Content starts

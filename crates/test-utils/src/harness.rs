use std::sync::Arc;

use tokio::sync::mpsc;
use tokio::task::JoinHandle;

use hidkitd::config::{ActionSet, FilterSpec};
use hidkitd::dispatch::{DispatchStats, EventDispatcher};
use hidkitd::engine::{Daemon, ShutdownHandle, shutdown_channel};
use hidkitd::errors::Result;
use hidkitd::provider::{MemoryProvider, Notification, notification_channel};

use crate::recording_runner::RecordingRunner;
use crate::{wait_until, with_timeout};

/// A memory provider plus a recording runner, ready to host a daemon.
///
/// Set up devices on `provider` (e.g. `add_present`) before calling
/// [`Harness::spawn`] to exercise startup catch-up.
pub struct Harness {
    pub provider: MemoryProvider,
    pub runner: RecordingRunner,
    rx: Option<mpsc::Receiver<Notification>>,
}

impl Harness {
    pub fn new() -> Self {
        let (tx, rx) = notification_channel();
        Self {
            provider: MemoryProvider::new(tx),
            runner: RecordingRunner::new(),
            rx: Some(rx),
        }
    }

    /// Spawn the daemon loop and wait until both subscriptions exist.
    ///
    /// Panics if called twice on the same harness.
    pub async fn spawn(&mut self, filter: FilterSpec, actions: ActionSet) -> RunningDaemon {
        let rx = self.rx.take().expect("harness daemon already spawned");
        let (shutdown, shutdown_rx) = shutdown_channel();

        let dispatcher = EventDispatcher::new(Arc::new(actions), self.runner.clone());
        let daemon = Daemon::new(self.provider.clone(), rx, dispatcher, filter, shutdown_rx);
        let join = tokio::spawn(daemon.run());

        let provider = self.provider.clone();
        wait_until(|| provider.subscription_count() == 2).await;

        RunningDaemon { shutdown, join }
    }
}

impl Default for Harness {
    fn default() -> Self {
        Self::new()
    }
}

/// A daemon loop running on its own task.
pub struct RunningDaemon {
    shutdown: ShutdownHandle,
    join: JoinHandle<Result<DispatchStats>>,
}

impl RunningDaemon {
    /// Raise the shutdown signal and wait for the loop to exit cleanly.
    pub async fn stop(self) -> DispatchStats {
        self.shutdown.trigger();
        with_timeout(self.join)
            .await
            .expect("daemon task panicked")
            .expect("daemon loop returned an error")
    }
}
// src/dispatch/dispatcher.rs

use std::collections::HashMap;
use std::fmt;
use std::sync::Arc;

use tracing::{debug, info, warn};

use crate::config::{ActionSet, FilterSpec};
use crate::device::DeviceHandle;
use crate::errors::Result;
use crate::exec::{ActionRequest, ActionRunner};
use crate::matcher::compile;
use crate::provider::{Notification, NotificationService, SubscriptionHandle, SubscriptionId};
use crate::types::EventKind;

/// A batch of matched devices of one kind, as handed to the dispatcher.
#[derive(Debug)]
pub struct DeviceEvent {
    pub kind: EventKind,
    pub devices: Vec<DeviceHandle>,
}

/// Counters describing what the dispatcher has done so far.
#[derive(Debug, Clone, Copy, Default, PartialEq, Eq)]
pub struct DispatchStats {
    /// Event batches processed, catch-up batches included.
    pub batches: u64,
    /// Devices processed (one runner invocation and one release each).
    pub devices: u64,
    /// Runner invocations that carried a script.
    pub launches: u64,
}

/// Subscription + callback core.
///
/// Owns the action set and the runner, both injected at construction. Each
/// registered subscription maps to the event kind its callback handles.
pub struct EventDispatcher<R: ActionRunner> {
    actions: Arc<ActionSet>,
    runner: R,
    subscriptions: HashMap<SubscriptionId, SubscriptionHandle>,
    stats: DispatchStats,
}

impl<R: ActionRunner> fmt::Debug for EventDispatcher<R> {
    fn fmt(&self, f: &mut fmt::Formatter<'_>) -> fmt::Result {
        f.debug_struct("EventDispatcher")
            .field("actions", &self.actions)
            .field("subscriptions", &self.subscriptions)
            .field("stats", &self.stats)
            .finish_non_exhaustive()
    }
}

impl<R: ActionRunner> EventDispatcher<R> {
    pub fn new(actions: Arc<ActionSet>, runner: R) -> Self {
        Self {
            actions,
            runner,
            subscriptions: HashMap::new(),
            stats: DispatchStats::default(),
        }
    }

    pub fn stats(&self) -> DispatchStats {
        self.stats
    }

    pub fn subscriptions(&self) -> impl Iterator<Item = &SubscriptionHandle> {
        self.subscriptions.values()
    }

    /// Subscribe to arrivals and removals of devices matching `filter`.
    ///
    /// Each subscription gets its own compiled query. Right after each one
    /// is registered, the devices it already matches are processed, so a
    /// device connected before startup still triggers the connect action.
    pub async fn register<P: NotificationService>(
        &mut self,
        provider: &mut P,
        filter: &FilterSpec,
    ) -> Result<()> {
        for kind in EventKind::ALL {
            let query = compile(&*provider, filter)?;
            info!(kind = %kind, query = %query, "registering subscription");

            let handle = provider.subscribe(kind, query)?;
            self.subscriptions.insert(handle.id(), handle);

            let present = provider.drain_current_matches(&handle);
            if !present.is_empty() {
                info!(
                    kind = %kind,
                    count = present.len(),
                    "processing devices matched at registration"
                );
            }
            self.handle_event(DeviceEvent {
                kind,
                devices: present,
            })
            .await;
        }
        Ok(())
    }

    /// Route a provider notification to the callback of its subscription.
    pub async fn dispatch(&mut self, notification: Notification) {
        let Some(handle) = self.subscriptions.get(&notification.subscription).copied() else {
            warn!(
                subscription = notification.subscription,
                devices = notification.devices.len(),
                "notification for unknown subscription; releasing devices"
            );
            for device in notification.devices {
                device.release();
            }
            return;
        };

        self.handle_event(DeviceEvent {
            kind: handle.kind(),
            devices: notification.devices,
        })
        .await;
    }

    /// Process every device in `event`, in delivery order: run the action
    /// configured for the event kind, then release the device.
    pub async fn handle_event(&mut self, event: DeviceEvent) {
        if event.devices.is_empty() {
            return;
        }
        self.stats.batches += 1;

        for device in event.devices {
            info!(kind = %event.kind, device = %device.id(), "received device event");
            debug!(device = %device.id(), properties = %device.properties(), "device properties");

            let script = self.actions.script_for(event.kind).map(|p| p.to_path_buf());
            if script.is_some() {
                self.stats.launches += 1;
            }

            let request = ActionRequest {
                kind: event.kind,
                script,
                device: device.id().clone(),
                properties: device.properties_arc(),
            };
            self.runner.run_action(request).await;

            self.stats.devices += 1;
            device.release();
        }
    }
}
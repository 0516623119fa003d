// 该文件是 Paopao （泡泡） 项目的一部分。
// src/polygon.rs - 掩码轮廓提取
//
// 本文件根据 Apache 许可证第 2.0 版（以下简称“许可证”）授权使用；
// 除非遵守该许可证条款，否则您不得使用本文件。
// 您可通过以下网址获取许可证副本：
// http://www.apache.org/licenses/LICENSE-2.0
// 除非适用法律要求或书面同意，根据本许可协议分发的软件均按“原样”提供，
// 不附带任何形式的明示或暗示的保证或条件。
// 有关许可权限与限制的具体条款，请参阅本许可协议。
//
// Copyright (C) 2026 Johann Li <me@qinka.pro>, Wareless Group

use std::fmt;
use std::str::FromStr;

use ndarray::ArrayView2;
use serde::{Deserialize, Serialize};
use thiserror::Error;
use tracing::trace;

/// 构成多边形所需的最少点数
pub const MIN_POLYGON_POINTS: usize = 3;

#[derive(Error, Debug, Clone, PartialEq)]
pub enum PolygonError {
  #[error("轮廓点数不足: 至少需要 3 个, 实际 {0} 个")]
  TooFewPoints(usize),
  #[error("clip-path 解析错误: {0}")]
  Parse(String),
}

/// 掩码裁剪区域内的百分比坐标，序列化为 `[x, y]`
#[derive(Debug, Clone, Copy, PartialEq, Serialize, Deserialize)]
#[serde(from = "[f32; 2]", into = "[f32; 2]")]
pub struct PolygonPoint {
  pub x: f32,
  pub y: f32,
}

impl PolygonPoint {
  pub fn new(x: f32, y: f32) -> Self {
    Self { x, y }
  }
}

impl From<[f32; 2]> for PolygonPoint {
  fn from([x, y]: [f32; 2]) -> Self {
    Self { x, y }
  }
}

impl From<PolygonPoint> for [f32; 2] {
  fn from(p: PolygonPoint) -> Self {
    [p.x, p.y]
  }
}

/// 有序闭合多边形，至少 3 个点
#[derive(Debug, Clone, PartialEq, Serialize, Deserialize)]
#[serde(try_from = "Vec<PolygonPoint>", into = "Vec<PolygonPoint>")]
pub struct Polygon {
  points: Vec<PolygonPoint>,
}

impl Polygon {
  pub fn new(points: Vec<PolygonPoint>) -> Result<Self, PolygonError> {
    if points.len() < MIN_POLYGON_POINTS {
      return Err(PolygonError::TooFewPoints(points.len()));
    }
    Ok(Self { points })
  }

  pub fn points(&self) -> &[PolygonPoint] {
    &self.points
  }

  pub fn len(&self) -> usize {
    self.points.len()
  }

  /// 至少 3 个点，恒为 `false`；与 `len` 成对提供
  pub fn is_empty(&self) -> bool {
    self.points.is_empty()
  }

  pub fn iter(&self) -> std::slice::Iter<'_, PolygonPoint> {
    self.points.iter()
  }

  /// CSS `polygon(x% y%, ...)` 形式
  pub fn to_clip_path(&self) -> String {
    self.to_string()
  }
}

impl TryFrom<Vec<PolygonPoint>> for Polygon {
  type Error = PolygonError;

  fn try_from(points: Vec<PolygonPoint>) -> Result<Self, Self::Error> {
    Polygon::new(points)
  }
}

impl From<Polygon> for Vec<PolygonPoint> {
  fn from(polygon: Polygon) -> Self {
    polygon.points
  }
}

impl<'a> IntoIterator for &'a Polygon {
  type Item = &'a PolygonPoint;
  type IntoIter = std::slice::Iter<'a, PolygonPoint>;

  fn into_iter(self) -> Self::IntoIter {
    self.points.iter()
  }
}

impl fmt::Display for Polygon {
  fn fmt(&self, f: &mut fmt::Formatter<'_>) -> fmt::Result {
    write!(f, "polygon(")?;
    for (i, p) in self.points.iter().enumerate() {
      if i > 0 {
        write!(f, ", ")?;
      }
      write!(f, "{}% {}%", p.x, p.y)?;
    }
    write!(f, ")")
  }
}

fn parse_percent(token: &str) -> Result<f32, PolygonError> {
  token
    .strip_suffix('%')
    .ok_or_else(|| PolygonError::Parse(format!("缺少百分号: {}", token)))?
    .parse::<f32>()
    .map_err(|e| PolygonError::Parse(format!("{}: {}", token, e)))
}

impl FromStr for Polygon {
  type Err = PolygonError;

  fn from_str(s: &str) -> Result<Self, Self::Err> {
    let body = s
      .trim()
      .strip_prefix("polygon(")
      .and_then(|rest| rest.strip_suffix(')'))
      .ok_or_else(|| PolygonError::Parse(format!("不是 polygon(...) 形式: {}", s)))?;

    let points = body
      .split(',')
      .map(|pair| {
        let mut tokens = pair.split_whitespace();
        match (tokens.next(), tokens.next(), tokens.next()) {
          (Some(x), Some(y), None) => Ok(PolygonPoint::new(parse_percent(x)?, parse_percent(y)?)),
          _ => Err(PolygonError::Parse(format!("坐标对格式错误: {}", pair.trim()))),
        }
      })
      .collect::<Result<Vec<_>, _>>()?;

    Polygon::new(points)
  }
}

/// 从裁剪后的软掩码提取轮廓
///
/// `mask` 以 `[y, x]` 索引。按 `stride` 采样，值严格大于 `threshold` 且至少一个
/// 四邻域（越界视为背景）不大于 `threshold` 的点视为边界点。边界点按质心极角排序。
///
/// 极角排序只对星形区域得到简单多边形，带尾巴的气泡可能自交。
pub fn extract_polygon(
  mask: ArrayView2<'_, f32>,
  threshold: f32,
  stride: usize,
) -> Result<Polygon, PolygonError> {
  let (h, w) = mask.dim();
  if w == 0 || h == 0 {
    return Err(PolygonError::TooFewPoints(0));
  }

  let inside = |x: isize, y: isize| {
    x >= 0
      && y >= 0
      && (x as usize) < w
      && (y as usize) < h
      && mask[[y as usize, x as usize]] > threshold
  };

  let mut points = Vec::new();
  for y in (0..h).step_by(stride.max(1)) {
    for x in (0..w).step_by(stride.max(1)) {
      let (xi, yi) = (x as isize, y as isize);
      if !inside(xi, yi) {
        continue;
      }
      let on_edge = !inside(xi - 1, yi)
        || !inside(xi + 1, yi)
        || !inside(xi, yi - 1)
        || !inside(xi, yi + 1);
      if on_edge {
        points.push(PolygonPoint::new(
          x as f32 / w as f32 * 100.0,
          y as f32 / h as f32 * 100.0,
        ));
      }
    }
  }

  trace!("掩码 {}x{} 提取到 {} 个边界点", w, h, points.len());
  if points.len() < MIN_POLYGON_POINTS {
    return Err(PolygonError::TooFewPoints(points.len()));
  }

  let n = points.len() as f32;
  let cx = points.iter().map(|p| p.x).sum::<f32>() / n;
  let cy = points.iter().map(|p| p.y).sum::<f32>() / n;
  points.sort_by(|a, b| {
    let angle_a = (a.y - cy).atan2(a.x - cx);
    let angle_b = (b.y - cy).atan2(b.x - cx);
    angle_a.total_cmp(&angle_b)
  });

  Polygon::new(points)
}

#[cfg(test)]
mod tests {
  use super::*;
  use ndarray::Array2;

  fn disk(size: usize, radius: f32) -> Array2<f32> {
    let c = (size as f32 - 1.0) / 2.0;
    Array2::from_shape_fn((size, size), |(y, x)| {
      let d = ((x as f32 - c).powi(2) + (y as f32 - c).powi(2)).sqrt();
      if d <= radius { 0.9 } else { 0.1 }
    })
  }

  #[test]
  fn disk_yields_angularly_sorted_polygon() {
    let mask = disk(40, 12.0);
    let polygon = extract_polygon(mask.view(), 0.5, 2).unwrap();
    assert!(polygon.len() >= MIN_POLYGON_POINTS);

    let n = polygon.len() as f32;
    let cx = polygon.iter().map(|p| p.x).sum::<f32>() / n;
    let cy = polygon.iter().map(|p| p.y).sum::<f32>() / n;
    let angles: Vec<f32> = polygon
      .iter()
      .map(|p| (p.y - cy).atan2(p.x - cx))
      .collect();
    assert!(angles.windows(2).all(|w| w[0] <= w[1] + 1e-4));

    for p in &polygon {
      assert!((0.0..100.0).contains(&p.x));
      assert!((0.0..100.0).contains(&p.y));
    }
  }

  #[test]
  fn value_equal_to_threshold_is_background() {
    let mask = Array2::from_elem((10, 10), 0.5f32);
    assert_eq!(
      extract_polygon(mask.view(), 0.5, 2),
      Err(PolygonError::TooFewPoints(0))
    );
  }

  #[test]
  fn full_mask_traces_crop_border() {
    // 越界视为背景，因此整块前景的边界落在裁剪框边缘
    let mask = Array2::from_elem((10, 10), 0.5f32);
    let polygon = extract_polygon(mask.view(), 0.4, 2).unwrap();

    // 步长 2 时采样 0,2,4,6,8；只有第 0 行/列与越界相邻
    assert_eq!(polygon.len(), 9);
    assert!(!polygon.is_empty());
    assert_eq!(polygon.iter().count(), (&polygon).into_iter().count());
    assert!(polygon.iter().all(|p| p.x == 0.0 || p.y == 0.0));
  }

  #[test]
  fn empty_mask_fails() {
    let mask = Array2::<f32>::zeros((0, 0));
    assert_eq!(
      extract_polygon(mask.view(), 0.5, 2),
      Err(PolygonError::TooFewPoints(0))
    );
  }

  #[test]
  fn tiny_blob_fails_observably() {
    let mut mask = Array2::<f32>::zeros((8, 8));
    mask[[2, 2]] = 1.0;
    assert_eq!(
      extract_polygon(mask.view(), 0.5, 2),
      Err(PolygonError::TooFewPoints(1))
    );
  }

  #[test]
  fn clip_path_round_trip_keeps_point_set() {
    let polygon = extract_polygon(disk(30, 9.0).view(), 0.5, 2).unwrap();
    let text = polygon.to_clip_path();
    assert!(text.starts_with("polygon("));

    let parsed: Polygon = text.parse().unwrap();
    let mut a: Vec<[f32; 2]> = polygon.iter().map(|&p| p.into()).collect();
    let mut b: Vec<[f32; 2]> = parsed.iter().map(|&p| p.into()).collect();
    a.sort_by(|l, r| l[0].total_cmp(&r[0]).then(l[1].total_cmp(&r[1])));
    b.sort_by(|l, r| l[0].total_cmp(&r[0]).then(l[1].total_cmp(&r[1])));
    assert_eq!(a, b);
  }

  #[test]
  fn json_round_trip_keeps_point_set() {
    let polygon = extract_polygon(disk(24, 7.0).view(), 0.5, 2).unwrap();
    let json = serde_json::to_string(&polygon).unwrap();
    assert!(json.starts_with("[["));

    let back: Polygon = serde_json::from_str(&json).unwrap();
    assert_eq!(back, polygon);
  }

  #[test]
  fn rejects_malformed_clip_path() {
    assert!(matches!(
      "circle(10%)".parse::<Polygon>(),
      Err(PolygonError::Parse(_))
    ));
    assert!(matches!(
      "polygon(10% 20%, 30%)".parse::<Polygon>(),
      Err(PolygonError::Parse(_))
    ));
    assert_eq!(
      "polygon(10% 20%, 30% 40%)".parse::<Polygon>(),
      Err(PolygonError::TooFewPoints(2))
    );
    assert!(serde_json::from_str::<Polygon>("[[1.0, 2.0]]").is_err());
  }
}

Content ends

**Activity:**
How many lines in the listing contain the string "DeviceHandle"? Please answer with the number and no other words.

**The completed task:**
2